Sicherheit

Dirty bombs bleiben ein Restrisiko  

Versicherungen gegen Schäden aus Terroranschlägen müssen extra und teuer eingekauft werden.

Schäden aus dem terroristischen Einsatz von „ABC-Waffen“ strichen die Versicherungen 2003 nach den Attentaten mit Milzbranderregern weitest gehend aus ihren Bedingungswerken. Eine der wenigen Ausnahmen sind die europäischen Luftfahrtgesellschaften. Doch auch ihnen droht inzwischen das gleiche Schicksal.

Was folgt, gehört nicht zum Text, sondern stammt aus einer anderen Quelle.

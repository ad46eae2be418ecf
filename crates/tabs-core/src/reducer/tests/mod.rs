use pretty_assertions::assert_eq;

pub(super) use super::fold_log;
pub(super) use super::reduce;
pub(super) use super::reduce_log;
pub(super) use crate::actions::Disposition;
pub(super) use crate::actions::Operation;
pub(super) use crate::state::SessionState;
pub(super) use crate::state::TabId;
pub(super) use crate::state::TabKind;
pub(super) use crate::state::TabRecord;
pub(super) use crate::state::RECOVER_LIMIT;


fn id(raw: &str) -> TabId {
    TabId::from(raw)
}

fn new_tab(raw: &str) -> Operation {
    Operation::New {
        disposition: Disposition::NewTab,
        tab_id: id(raw),
        url: None,
    }
}

fn foreground(raw: &str, url: &str) -> Operation {
    Operation::New {
        disposition: Disposition::NewForegroundTab,
        tab_id: id(raw),
        url: Some(url.to_string()),
    }
}

fn background(raw: &str, url: &str) -> Operation {
    Operation::New {
        disposition: Disposition::NewBackgroundTab,
        tab_id: id(raw),
        url: Some(url.to_string()),
    }
}

fn load(raw: &str, url: &str) -> Operation {
    Operation::Load {
        tab_id: id(raw),
        url: url.to_string(),
    }
}

fn close(target: Option<&str>, next: &str) -> Operation {
    Operation::Close {
        tab_id: target.map(id),
        next_tab_id: id(next),
    }
}

fn select(raw: &str) -> Operation {
    Operation::Select { tab_id: id(raw) }
}

fn run(state: &SessionState, ops: &[Operation]) -> SessionState {
    fold_log(state, ops.iter())
}

fn tab_ids(state: &SessionState) -> Vec<&str> {
    state.tabs.iter().map(|tab| tab.tab_id.as_str()).collect()
}

fn recover_ids(state: &SessionState) -> Vec<&str> {
    state.recover.iter().map(|tab| tab.tab_id.as_str()).collect()
}

fn assert_active_valid(state: &SessionState) {
    if state.tabs.is_empty() {
        assert_eq!(state.active, None);
    } else {
        let active = state.active.expect("non-empty session has an active tab");
        assert!(active < state.tabs.len(), "active {active} out of range");
    }
}
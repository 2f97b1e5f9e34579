//! Console rendering of repo trees and fetch sweeps.

use serde::Serialize;

use crate::fetch::{SweepProgress, SweepSummary};
use crate::git::WorkingTreeStatus;
use crate::git::url::display_name;
use crate::model::{COMMIT_DISPLAY_CHARS, NodeKind, Probed, RepoNode, RepoStatus, RepoTree};
use crate::styling::{
    ERROR, HEADER, HINT, PROGRESS, SUCCESS, WARNING, display_width, pad_to_width,
    truncate_to_width,
};

const HEADERS: [&str; 7] = [
    "Repository",
    "Branch",
    "Status",
    "Last Commit",
    "Date",
    "Sync",
    "Remote",
];

/// Column caps; `None` means as wide as the widest cell.
const MAX_WIDTHS: [Option<usize>; 7] = [
    Some(40),
    None,
    Some(15),
    Some(COMMIT_DISPLAY_CHARS + 3),
    None,
    None,
    Some(25),
];

const UNAVAILABLE: &str = "N/A";
const ABSENT: &str = "-";

struct Cell {
    text: String,
    style: anstyle::Style,
}

impl Cell {
    fn plain(text: impl Into<String>) -> Self {
        Self {
            text: text.into(),
            style: anstyle::Style::new(),
        }
    }

    fn styled(text: impl Into<String>, style: anstyle::Style) -> Self {
        Self {
            text: text.into(),
            style,
        }
    }
}

fn probed_cell<T>(field: &Probed<T>, render: impl FnOnce(&T) -> Cell) -> Cell {
    match field {
        Probed::Value(v) => render(v),
        Probed::Unavailable => Cell::styled(UNAVAILABLE, HINT),
    }
}

fn relative_display(node: &RepoNode) -> String {
    node.relative_path().to_string_lossy().replace('\\', "/")
}

fn status_cells(status: &RepoStatus) -> [Cell; 6] {
    [
        probed_cell(&status.branch, |b| match b {
            Some(b) => Cell::plain(b.clone()),
            None => Cell::styled("(detached)", WARNING),
        }),
        probed_cell(&status.working_tree, |wt| match wt {
            WorkingTreeStatus::Clean => Cell::styled("Clean", SUCCESS),
            WorkingTreeStatus::Dirty(c) => Cell::styled(
                format!("M:{} A:{} U:{}", c.modified, c.staged_added, c.untracked),
                WARNING,
            ),
        }),
        probed_cell(&status.last_commit, |c| {
            Cell::plain(c.display(COMMIT_DISPLAY_CHARS))
        }),
        probed_cell(&status.last_commit_date, |d| {
            Cell::plain(d.format("%Y-%m-%d").to_string())
        }),
        probed_cell(&status.ahead_behind, |ab| {
            Cell::plain(format!("^{} v{}", ab.ahead, ab.behind))
        }),
        probed_cell(&status.remote_url, |url| match url {
            Some(url) => Cell::plain(display_name(url)),
            None => Cell::styled(ABSENT, HINT),
        }),
    ]
}

fn row(node: &RepoNode) -> Vec<Cell> {
    let indent = "  ".repeat(node.depth());
    let name = relative_display(node);
    match node.kind() {
        NodeKind::Checkout(status) => {
            let [branch, wt, commit, date, sync, remote] = status_cells(status);
            vec![
                Cell::plain(format!("[GIT] {indent}{name}")),
                branch,
                wt,
                commit,
                date,
                sync,
                remote,
            ]
        }
        NodeKind::Folder => {
            let mut cells = vec![Cell::styled(format!("[DIR] {indent}{name}"), HINT)];
            cells.extend((0..6).map(|_| Cell::styled(ABSENT, HINT)));
            cells
        }
    }
}

/// Render the tree as a bordered table, in tree order.
///
/// Cells carry ANSI styles; print through anstream to strip them where
/// unsupported.
pub fn format_table(tree: &RepoTree) -> String {
    let rows: Vec<Vec<Cell>> = tree.iter().map(row).collect();

    let mut widths: Vec<usize> = HEADERS.iter().map(|h| display_width(h)).collect();
    for cells in &rows {
        for (i, cell) in cells.iter().enumerate() {
            widths[i] = widths[i].max(display_width(&cell.text));
        }
    }
    for (width, cap) in widths.iter_mut().zip(MAX_WIDTHS) {
        if let Some(cap) = cap {
            *width = (*width).min(cap);
        }
    }

    let rule = "=".repeat(widths.iter().sum::<usize>() + widths.len() * 3 + 1);
    let mut out = String::new();

    out.push_str(&rule);
    out.push('\n');
    for (header, width) in HEADERS.iter().zip(&widths) {
        out.push_str(&format!("| {HEADER}{}{HEADER:#} ", pad_to_width(header, *width)));
    }
    out.push_str("|\n");
    out.push_str(&rule);
    out.push('\n');

    for cells in &rows {
        for (cell, width) in cells.iter().zip(&widths) {
            let text = truncate_to_width(&cell.text, *width);
            let padding = " ".repeat(width - display_width(&text));
            let style = cell.style;
            out.push_str(&format!("| {style}{text}{style:#}{padding} "));
        }
        out.push_str("|\n");
    }
    out.push_str(&rule);
    out
}

/// One-line scan summary, e.g. `4 checkouts • 2 folders`.
pub fn format_scan_summary(tree: &RepoTree) -> String {
    let checkouts = tree.checkout_count();
    let folders = tree.folder_count();
    format!(
        "{checkouts} checkout{} • {folders} folder{}",
        if checkouts == 1 { "" } else { "s" },
        if folders == 1 { "" } else { "s" }
    )
}

/// `[ 2/5] Fetch: team/api                                [+] OK`
pub fn format_progress(progress: &SweepProgress, total: usize) -> String {
    let name = progress.checkout.relative_path.to_string_lossy().replace('\\', "/");
    let result = match &progress.outcome {
        Ok(()) => format!("{SUCCESS}[+] OK{SUCCESS:#}"),
        Err(e) => format!("{ERROR}[!] ERROR: {e}{ERROR:#}"),
    };
    format!(
        "{PROGRESS}[{:>2}/{}]{PROGRESS:#} Fetch: {} {}",
        progress.index + 1,
        total,
        pad_to_width(&name, 40),
        result
    )
}

pub fn format_sweep_summary(summary: &SweepSummary) -> String {
    let mut out = String::new();
    if summary.cancelled {
        out.push_str(&format!(
            "{WARNING}Fetch cancelled{WARNING:#}: {}/{} checkouts processed\n",
            summary.attempted, summary.total
        ));
    } else {
        out.push_str(&format!("{HEADER}Fetch finished{HEADER:#}\n"));
    }
    out.push_str(&format!("Succeeded: {}\n", summary.succeeded));
    out.push_str(&format!("Failed: {}\n", summary.failed));
    out.push_str(&format!("Total: {}", summary.total));
    for failure in &summary.failures {
        out.push_str(&format!(
            "\n  {ERROR}{}{ERROR:#}: {}",
            failure.checkout.relative_path.to_string_lossy(),
            failure.error
        ));
    }
    out
}

#[derive(Serialize)]
struct NodeJson<'a> {
    path: String,
    relative_path: String,
    depth: usize,
    kind: &'static str,
    #[serde(skip_serializing_if = "Option::is_none")]
    status: Option<&'a RepoStatus>,
}

#[derive(Serialize)]
struct TreeJson<'a> {
    root: String,
    nodes: Vec<NodeJson<'a>>,
    warnings: Vec<String>,
}

/// Machine-readable form of the tree.
pub fn tree_to_json(tree: &RepoTree) -> serde_json::Value {
    let json = TreeJson {
        root: tree.root().display().to_string(),
        nodes: tree
            .iter()
            .map(|node| NodeJson {
                path: node.path().display().to_string(),
                relative_path: relative_display(node),
                depth: node.depth(),
                kind: if node.is_checkout() { "checkout" } else { "folder" },
                status: node.status(),
            })
            .collect(),
        warnings: tree.warnings().iter().map(|w| w.to_string()).collect(),
    };
    serde_json::to_value(json).unwrap_or(serde_json::Value::Null)
}
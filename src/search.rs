//! Filtering a scanned tree by a free-text query.

use crate::model::{RepoNode, RepoTree};

/// Keep the nodes matching `query`, in tree order.
///
/// A node matches when the query is a case-insensitive substring of its
/// relative path, its branch name, or its last commit subject. Ancestors of
/// a match are not pulled in. An empty query returns the tree unchanged.
pub fn filter(tree: &RepoTree, query: &str) -> RepoTree {
    if query.is_empty() {
        return tree.clone();
    }
    let needle = query.to_lowercase();
    let nodes = tree
        .iter()
        .filter(|node| matches(node, &needle))
        .cloned()
        .collect();
    tree.with_nodes(nodes)
}

fn matches(node: &RepoNode, needle: &str) -> bool {
    if contains(&node.relative_path().to_string_lossy(), needle) {
        return true;
    }
    let Some(status) = node.status() else {
        return false;
    };
    status.branch_name().is_some_and(|b| contains(b, needle))
        || status
            .last_commit
            .value()
            .is_some_and(|c| contains(&c.subject, needle))
}

fn contains(haystack: &str, needle: &str) -> bool {
    haystack.to_lowercase().contains(needle)
}

/// Nodes whose relative path contains `term`, case-insensitively.
///
/// Used to resolve a name typed at the console to a single checkout.
pub fn find_matches<'a>(tree: &'a RepoTree, term: &str) -> Vec<&'a RepoNode> {
    let needle = term.to_lowercase();
    tree.iter()
        .filter(|node| contains(&node.relative_path().to_string_lossy(), &needle))
        .collect()
}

Seit rund anderthalb Jahren verhandeln Luftfahrtindustrie und Assekuranz über den Fortbestand der aktuell noch geltenden Versicherungsbedingungen.

„Wenn die derzeitigen Vertragsregeln eingeschränkt werden, müssen die Luftfahrtflotten am Boden bleiben. Die Haftpflicht ist eine Pflichtversicherung, “ sagt Dr. Wolf Müller-Rostin, Chefjustiziar der Delvag Luftfahrtversicherungs-AG.

Die Delvag ist Versicherer und Makler des Lufthansa-Konzerns. Für den internationalen Luftverkehr sind die Unfallversicherung für Passagiere sowie die Passagier-, Fracht- und Dritthaftpflichtversicherung vorgeschrieben. Jeder Staat kann Maschinen ohne Dritthaftpflichtversicherung Starts und Landungen, aber auch den Überflug untersagen.

Für Müller-Rostin ist es absehbar, dass das internationale Versicherungskonsortium am Londoner Markt, das der Luftfahrt Kriegskasko- und -haftpflichtpolicen anbietet, die Verträge mit den aktuellen Bedingungen aufkündigen wird.

Luftfahrtindustrie, EU-Kommission und Assekuranz suchen daher ganz aktuell in Brüssel wieder nach einer Lösung. Seitens der Wirtschaft wird natürlich eine Staatshaftung bevorzugt, wodurch sich die hohen Versicherungsprämien verbilligen würden.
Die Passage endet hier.